*** Opening of Extracted data ***
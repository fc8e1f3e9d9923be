use std::process::ExitCode;

use clap::Parser;

mod shell;

fn main() -> anyhow::Result<ExitCode> {
    let args = shell::cli::Args::parse();
    shell::run(args)
}
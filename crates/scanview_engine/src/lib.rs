//! Scanview engine: HTTP API client, poll timers and effect execution.
mod client;
mod engine;
mod scheduler;
mod sink;
mod types;

pub use client::{ApiClient, ClientSettings, ReqwestApiClient, DEFAULT_BASE_URL};
pub use engine::{EngineError, EngineHandle};
pub use scheduler::PollScheduler;
pub use sink::{ChannelEventSink, EventSink};
pub use types::{ApiError, CompileOutcome, EngineEvent, FailureKind, SubmitOutcome};
use std::collections::BTreeMap;
use std::fmt;

use serde::{Deserialize, Serialize};
use serde_json::{Map, Value};

/// Opaque identifier of a submitted query job.
#[derive(Debug, Clone, PartialEq, Eq, Hash, PartialOrd, Ord, Serialize, Deserialize)]
#[serde(transparent)]
pub struct JobHash(String);

impl JobHash {
    pub fn new(hash: impl Into<String>) -> Self {
        Self(hash.into())
    }

    pub fn as_str(&self) -> &str {
        &self.0
    }
}

impl fmt::Display for JobHash {
    fn fmt(&self, f: &mut fmt::Formatter<'_>) -> fmt::Result {
        f.write_str(&self.0)
    }
}

impl From<&str> for JobHash {
    fn from(value: &str) -> Self {
        Self::new(value)
    }
}

/// One result record produced by a job. The payload is never inspected.
#[derive(Debug, Clone, PartialEq, Eq, Serialize, Deserialize)]
#[serde(transparent)]
pub struct Match(pub Value);

/// Lifecycle stage reported by the backend for a job.
///
/// The set is open: unknown values are kept verbatim in `Other`.
#[derive(Debug, Clone, PartialEq, Eq, Serialize, Deserialize)]
#[serde(from = "String", into = "String")]
pub enum JobStatus {
    Queued,
    Processing,
    Done,
    Cancelled,
    Failed,
    Expired,
    Other(String),
}

impl JobStatus {
    /// No further matches are expected once the backlog is drained.
    pub fn is_terminal(&self) -> bool {
        matches!(
            self,
            JobStatus::Done | JobStatus::Cancelled | JobStatus::Failed | JobStatus::Expired
        )
    }

    pub fn as_str(&self) -> &str {
        match self {
            JobStatus::Queued => "queued",
            JobStatus::Processing => "processing",
            JobStatus::Done => "done",
            JobStatus::Cancelled => "cancelled",
            JobStatus::Failed => "failed",
            JobStatus::Expired => "expired",
            JobStatus::Other(other) => other,
        }
    }
}

impl From<String> for JobStatus {
    fn from(value: String) -> Self {
        match value.as_str() {
            "queued" => JobStatus::Queued,
            "processing" => JobStatus::Processing,
            "done" => JobStatus::Done,
            "cancelled" => JobStatus::Cancelled,
            "failed" => JobStatus::Failed,
            "expired" => JobStatus::Expired,
            _ => JobStatus::Other(value),
        }
    }
}

impl From<JobStatus> for String {
    fn from(value: JobStatus) -> Self {
        value.as_str().to_string()
    }
}

impl fmt::Display for JobStatus {
    fn fmt(&self, f: &mut fmt::Formatter<'_>) -> fmt::Result {
        f.write_str(self.as_str())
    }
}

/// Latest job record returned alongside a page of matches.
#[derive(Debug, Clone, PartialEq, Eq, Serialize, Deserialize)]
pub struct JobRecord {
    pub status: JobStatus,
    #[serde(default, skip_serializing_if = "Option::is_none")]
    pub work_done: Option<u64>,
    #[serde(default, skip_serializing_if = "Option::is_none")]
    pub work_estimated: Option<u64>,
    /// Any other progress fields, kept for display.
    #[serde(flatten)]
    pub extra: Map<String, Value>,
}

impl JobRecord {
    pub fn with_status(status: JobStatus) -> Self {
        Self {
            status,
            work_done: None,
            work_estimated: None,
            extra: Map::new(),
        }
    }
}

/// Response of `GET /matches/{hash}`.
#[derive(Debug, Clone, PartialEq, Eq, Serialize, Deserialize)]
pub struct MatchPage {
    #[serde(default)]
    pub matches: Vec<Match>,
    pub job: JobRecord,
}

/// Successful compilation result for a raw query.
#[derive(Debug, Clone, PartialEq, Eq, Serialize, Deserialize)]
#[serde(transparent)]
pub struct QueryPlan(pub Value);

/// Compilation (or submission) failure shown to the user.
#[derive(Debug, Clone, PartialEq, Eq)]
pub struct QueryError {
    pub message: String,
}

impl QueryError {
    pub fn new(message: impl Into<String>) -> Self {
        Self {
            message: message.into(),
        }
    }
}

impl fmt::Display for QueryError {
    fn fmt(&self, f: &mut fmt::Formatter<'_>) -> fmt::Result {
        f.write_str(&self.message)
    }
}

#[derive(Debug, Clone, PartialEq, Eq, Default, Serialize, Deserialize)]
pub struct Dataset {
    #[serde(default)]
    pub taints: Vec<String>,
    #[serde(flatten)]
    pub extra: Map<String, Value>,
}

impl Dataset {
    pub fn with_taints<I, S>(taints: I) -> Self
    where
        I: IntoIterator<Item = S>,
        S: Into<String>,
    {
        Self {
            taints: taints.into_iter().map(Into::into).collect(),
            extra: Map::new(),
        }
    }
}

pub type DatasetMap = BTreeMap<String, Dataset>;

/// Progress record of a worker job on the backend.
#[derive(Debug, Clone, PartialEq, Eq, Serialize, Deserialize)]
pub struct BackendJobRecord {
    pub id: String,
    #[serde(default)]
    pub connection_id: String,
    #[serde(default)]
    pub request: String,
    #[serde(default)]
    pub work_done: u64,
    #[serde(default)]
    pub work_estimated: u64,
}

/// Response of `GET /backend`.
#[derive(Debug, Clone, PartialEq, Eq, Default, Serialize, Deserialize)]
pub struct BackendStatus {
    #[serde(default)]
    pub db_alive: bool,
    #[serde(default)]
    pub jobs: Vec<BackendJobRecord>,
}
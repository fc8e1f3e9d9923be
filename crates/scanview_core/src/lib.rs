//! Scanview core: pure state machine and view-model helpers.
mod backend_status;
mod effect;
mod msg;
pub mod poll;
mod route;
mod state;
mod taints;
mod types;
mod update;
mod view_model;

pub use backend_status::{backend_job_rows, BackendJobRow};
pub use effect::Effect;
pub use msg::Msg;
pub use poll::{next_step, PollSettings, PollStep};
pub use route::Route;
pub use state::{AppState, Mode, PollStatus, PollTicket};
pub use taints::available_taints;
pub use types::{
    BackendJobRecord, BackendStatus, Dataset, DatasetMap, JobHash, JobRecord, JobStatus, Match,
    MatchPage, QueryError, QueryPlan,
};
pub use update::update;
pub use view_model::AppViewModel;
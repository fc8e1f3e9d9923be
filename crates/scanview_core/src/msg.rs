use crate::{
    BackendStatus, DatasetMap, JobHash, MatchPage, PollTicket, QueryError, QueryPlan, Route,
};

#[derive(Debug, Clone, PartialEq, Eq)]
pub enum Msg {
    /// Page opened at `route`; a job route pre-seeds the active hash.
    Mounted { route: Route },
    /// Page left; any pending poll must be released.
    Unmounted,
    /// Dataset descriptors fetched (empty on failure).
    DatasetsLoaded(DatasetMap),
    /// Original query text of the job the page was opened with.
    JobQueryLoaded { hash: JobHash, raw_query: String },
    /// The job query text could not be fetched.
    JobQueryFailed { hash: JobHash, reason: String },
    /// User asked to compile the editor contents.
    CompileRequested {
        raw_query: String,
        taint: Option<String>,
    },
    /// User asked to run the editor contents as a new job.
    SubmitRequested {
        raw_query: String,
        taint: Option<String>,
    },
    /// Backend compiled the query.
    QueryCompiled { plan: QueryPlan, raw_query: String },
    /// Backend rejected the query (or the request failed).
    QueryFailed { error: QueryError, raw_query: String },
    /// Backend accepted a submission and assigned a job hash.
    QuerySubmitted { hash: JobHash, raw_query: String },
    /// Switch to a job hash, or back to composing with `None`.
    NewJobHash {
        hash: Option<JobHash>,
        raw_query: Option<String>,
    },
    /// User toggled the query pane.
    CollapseToggled,
    /// Scheduled delay for the next match page elapsed.
    PollDue { ticket: PollTicket },
    /// A page of matches arrived.
    MatchesLoaded { ticket: PollTicket, page: MatchPage },
    /// A match page request failed.
    MatchesFailed { ticket: PollTicket, reason: String },
    /// User opened the backend status view.
    BackendStatusRequested,
    BackendStatusLoaded(BackendStatus),
    BackendStatusFailed { reason: String },
    /// UI/render tick to coalesce rendering.
    Tick,
}
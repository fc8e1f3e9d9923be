use std::sync::{Arc, Mutex};
use std::time::Duration;

use engine_logging::engine_trace;
use scanview_core::PollTicket;
use tokio_util::sync::CancellationToken;

use crate::{EngineEvent, EventSink};

/// Holds at most one pending poll timer.
///
/// Scheduling a new timer cancels the previous one, so a superseded loop can
/// never wake up again.
#[derive(Debug, Default)]
pub struct PollScheduler {
    pending: Mutex<Option<CancellationToken>>,
}

impl PollScheduler {
    pub fn new() -> Self {
        Self::default()
    }

    /// Emits `EngineEvent::PollDue` for `ticket` after `delay` unless cancelled first.
    ///
    /// Must be called from within a tokio runtime.
    pub fn schedule(&self, ticket: PollTicket, delay: Duration, sink: Arc<dyn EventSink>) {
        let token = CancellationToken::new();
        self.replace(Some(token.clone()));

        tokio::spawn(async move {
            tokio::select! {
                _ = token.cancelled() => {
                    engine_trace!("Poll timer for {} cancelled", ticket.hash);
                }
                _ = tokio::time::sleep(delay) => {
                    sink.emit(EngineEvent::PollDue { ticket });
                }
            }
        });
    }

    pub fn cancel(&self) {
        self.replace(None);
    }

    fn replace(&self, next: Option<CancellationToken>) {
        let previous = match self.pending.lock() {
            Ok(mut guard) => std::mem::replace(&mut *guard, next),
            Err(poisoned) => std::mem::replace(&mut *poisoned.into_inner(), next),
        };
        if let Some(previous) = previous {
            previous.cancel();
        }
    }
}

impl Drop for PollScheduler {
    fn drop(&mut self) {
        self.cancel();
    }
}
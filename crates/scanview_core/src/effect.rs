use std::time::Duration;

use crate::{JobHash, PollTicket, Route};

#[derive(Debug, Clone, PartialEq, Eq)]
pub enum Effect {
    Navigate(Route),
    FetchDatasets,
    FetchJobQuery {
        hash: JobHash,
    },
    FetchMatches {
        ticket: PollTicket,
        offset: usize,
        limit: usize,
    },
    SchedulePoll {
        ticket: PollTicket,
        delay: Duration,
    },
    CancelPoll,
    CompileQuery {
        raw_query: String,
        taint: Option<String>,
    },
    SubmitQuery {
        raw_query: String,
        taint: Option<String>,
    },
    FetchBackendStatus,
}
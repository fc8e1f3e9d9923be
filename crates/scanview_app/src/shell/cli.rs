use std::path::PathBuf;

use clap::{ArgAction, Parser};
use log::LevelFilter;

#[derive(Debug, Parser, Clone)]
#[command(name = "scanview")]
#[command(about = "Follow scan jobs and their matches from the terminal")]
pub struct Args {
    /// Location to open: `/` to compose, `/query/{hash}` to follow a job.
    #[arg(default_value = "/")]
    pub route: String,
    /// Root of the service API, e.g. http://mquery.local/api
    #[arg(long, env = "SCANVIEW_BASE_URL")]
    pub base_url: Option<String>,
    /// RON configuration file.
    #[arg(long, env = "SCANVIEW_CONFIG")]
    pub config: Option<PathBuf>,
    /// Compile the query in FILE and print the plan.
    #[arg(long, value_name = "FILE", conflicts_with_all = ["submit", "backend"])]
    pub compile: Option<PathBuf>,
    /// Submit the query in FILE and follow the new job.
    #[arg(long, value_name = "FILE", conflicts_with = "backend")]
    pub submit: Option<PathBuf>,
    /// Restrict compile/submit to datasets carrying this taint.
    #[arg(long)]
    pub taint: Option<String>,
    /// Show backend worker status instead of following a job.
    #[arg(long)]
    pub backend: bool,
    /// Matches requested per page.
    #[arg(long)]
    pub page_size: Option<usize>,
    /// Also write logs to this file.
    #[arg(long, value_name = "FILE")]
    pub log_file: Option<PathBuf>,
    /// Repeat for more log output.
    #[arg(short, long, action = ArgAction::Count)]
    pub verbose: u8,
}

impl Args {
    pub fn log_level(&self) -> LevelFilter {
        match self.verbose {
            0 => LevelFilter::Warn,
            1 => LevelFilter::Info,
            2 => LevelFilter::Debug,
            _ => LevelFilter::Trace,
        }
    }
}
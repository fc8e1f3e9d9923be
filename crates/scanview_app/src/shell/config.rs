use std::fs;
use std::path::Path;
use std::time::Duration;

use anyhow::{ensure, Context, Result};
use scanview_core::PollSettings;
use scanview_engine::ClientSettings;
use serde::{Deserialize, Serialize};

use super::cli::Args;

/// On-disk configuration, e.g.
///
/// ```ron
/// (
///     client: (base_url: "http://mquery.local/api", request_timeout_secs: 60),
///     poll: (page_size: 100),
/// )
/// ```
#[derive(Debug, Clone, PartialEq, Eq, Default, Serialize, Deserialize)]
#[serde(default)]
pub struct AppConfig {
    pub client: ClientConfig,
    pub poll: PollSettings,
}

#[derive(Debug, Clone, PartialEq, Eq, Serialize, Deserialize)]
#[serde(default)]
pub struct ClientConfig {
    pub base_url: String,
    pub connect_timeout_secs: u64,
    pub request_timeout_secs: u64,
    pub max_bytes: u64,
}

impl Default for ClientConfig {
    fn default() -> Self {
        let settings = ClientSettings::default();
        Self {
            base_url: settings.base_url,
            connect_timeout_secs: settings.connect_timeout.as_secs(),
            request_timeout_secs: settings.request_timeout.as_secs(),
            max_bytes: settings.max_bytes,
        }
    }
}

impl ClientConfig {
    pub fn to_settings(&self) -> ClientSettings {
        ClientSettings {
            base_url: self.base_url.clone(),
            connect_timeout: Duration::from_secs(self.connect_timeout_secs),
            request_timeout: Duration::from_secs(self.request_timeout_secs),
            max_bytes: self.max_bytes,
        }
    }
}

impl AppConfig {
    pub fn load(path: &Path) -> Result<Self> {
        let content = fs::read_to_string(path)
            .with_context(|| format!("reading config {}", path.display()))?;
        let config: Self = ron::from_str(&content)
            .with_context(|| format!("parsing config {}", path.display()))?;
        ensure!(
            config.poll.page_size > 0,
            "invalid config {}: poll.page_size must be at least 1",
            path.display()
        );
        Ok(config)
    }

    /// Command-line flags win over the file.
    pub fn apply_overrides(&mut self, args: &Args) {
        if let Some(base_url) = &args.base_url {
            self.client.base_url = base_url.clone();
        }
        if let Some(page_size) = args.page_size {
            self.poll.page_size = page_size.max(1);
        }
    }
}
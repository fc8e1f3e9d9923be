use std::sync::{mpsc, Arc};
use std::thread;
use std::time::Duration;

use engine_logging::{engine_debug, engine_trace};
use scanview_core::{JobHash, PollTicket};
use thiserror::Error;

use crate::client::{ApiClient, ClientSettings, ReqwestApiClient};
use crate::scheduler::PollScheduler;
use crate::sink::{ChannelEventSink, EventSink};
use crate::{ApiError, EngineEvent};

#[derive(Debug, Error)]
pub enum EngineError {
    #[error("api client: {0}")]
    Client(#[from] ApiError),
    #[error("tokio runtime: {0}")]
    Runtime(#[from] std::io::Error),
}

enum EngineCommand {
    FetchDatasets,
    FetchJobQuery {
        hash: JobHash,
    },
    FetchMatches {
        ticket: PollTicket,
        offset: usize,
        limit: usize,
    },
    SchedulePoll {
        ticket: PollTicket,
        delay: Duration,
    },
    CancelPoll,
    Compile {
        raw_query: String,
        taint: Option<String>,
    },
    Submit {
        raw_query: String,
        taint: Option<String>,
    },
    FetchBackendStatus,
}

/// Runs API requests and poll timers on a background tokio runtime.
///
/// Results come back as `EngineEvent`s on the channel given at construction.
/// Dropping the handle stops the worker thread and cancels pending timers.
pub struct EngineHandle {
    cmd_tx: mpsc::Sender<EngineCommand>,
}

impl EngineHandle {
    pub fn new(
        settings: ClientSettings,
        event_tx: mpsc::Sender<EngineEvent>,
    ) -> Result<Self, EngineError> {
        let client = ReqwestApiClient::new(settings)?;
        Self::with_client(Arc::new(client), event_tx)
    }

    pub fn with_client(
        client: Arc<dyn ApiClient>,
        event_tx: mpsc::Sender<EngineEvent>,
    ) -> Result<Self, EngineError> {
        let (cmd_tx, cmd_rx) = mpsc::channel();
        let runtime = tokio::runtime::Builder::new_multi_thread()
            .worker_threads(2)
            .enable_all()
            .build()?;
        let sink: Arc<dyn EventSink> = Arc::new(ChannelEventSink::new(event_tx));

        thread::spawn(move || {
            let scheduler = PollScheduler::new();
            while let Ok(command) = cmd_rx.recv() {
                match command {
                    // Timer bookkeeping stays on this thread so cancel and
                    // schedule are applied in the order they were issued.
                    EngineCommand::SchedulePoll { ticket, delay } => {
                        let _guard = runtime.enter();
                        engine_trace!("Next poll for {} in {:?}", ticket.hash, delay);
                        scheduler.schedule(ticket, delay, sink.clone());
                    }
                    EngineCommand::CancelPoll => scheduler.cancel(),
                    command => {
                        let client = client.clone();
                        let sink = sink.clone();
                        runtime.spawn(async move {
                            handle_command(client.as_ref(), command, sink.as_ref()).await;
                        });
                    }
                }
            }
            scheduler.cancel();
            engine_debug!("Engine command channel closed");
        });

        Ok(Self { cmd_tx })
    }

    pub fn fetch_datasets(&self) {
        self.send(EngineCommand::FetchDatasets);
    }

    pub fn fetch_job_query(&self, hash: JobHash) {
        self.send(EngineCommand::FetchJobQuery { hash });
    }

    pub fn fetch_matches(&self, ticket: PollTicket, offset: usize, limit: usize) {
        self.send(EngineCommand::FetchMatches {
            ticket,
            offset,
            limit,
        });
    }

    pub fn schedule_poll(&self, ticket: PollTicket, delay: Duration) {
        self.send(EngineCommand::SchedulePoll { ticket, delay });
    }

    pub fn cancel_poll(&self) {
        self.send(EngineCommand::CancelPoll);
    }

    pub fn compile(&self, raw_query: String, taint: Option<String>) {
        self.send(EngineCommand::Compile { raw_query, taint });
    }

    pub fn submit(&self, raw_query: String, taint: Option<String>) {
        self.send(EngineCommand::Submit { raw_query, taint });
    }

    pub fn fetch_backend_status(&self) {
        self.send(EngineCommand::FetchBackendStatus);
    }

    fn send(&self, command: EngineCommand) {
        let _ = self.cmd_tx.send(command);
    }
}

async fn handle_command(client: &dyn ApiClient, command: EngineCommand, sink: &dyn EventSink) {
    let event = match command {
        EngineCommand::FetchDatasets => EngineEvent::DatasetsLoaded(client.datasets().await),
        EngineCommand::FetchJobQuery { hash } => {
            let result = client.job_query(&hash).await;
            EngineEvent::JobQueryLoaded { hash, result }
        }
        EngineCommand::FetchMatches {
            ticket,
            offset,
            limit,
        } => {
            engine_trace!("Fetching matches {} [{}, +{})", ticket.hash, offset, limit);
            let result = client.matches(&ticket.hash, offset, limit).await;
            EngineEvent::MatchesLoaded { ticket, result }
        }
        EngineCommand::Compile { raw_query, taint } => {
            let result = client.compile(&raw_query, taint.as_deref()).await;
            EngineEvent::QueryCompiled { raw_query, result }
        }
        EngineCommand::Submit { raw_query, taint } => {
            let result = client.submit(&raw_query, taint.as_deref()).await;
            EngineEvent::QuerySubmitted { raw_query, result }
        }
        EngineCommand::FetchBackendStatus => {
            EngineEvent::BackendStatusLoaded(client.backend_status().await)
        }
        EngineCommand::SchedulePoll { .. } | EngineCommand::CancelPoll => return,
    };
    sink.emit(event);
}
*** Close of Extracted data ***
Using the data above, return every line that contains the string "DatasetsLoaded".

    DatasetsLoaded(DatasetMap),
        EngineCommand::FetchDatasets => EngineEvent::DatasetsLoaded(client.datasets().await),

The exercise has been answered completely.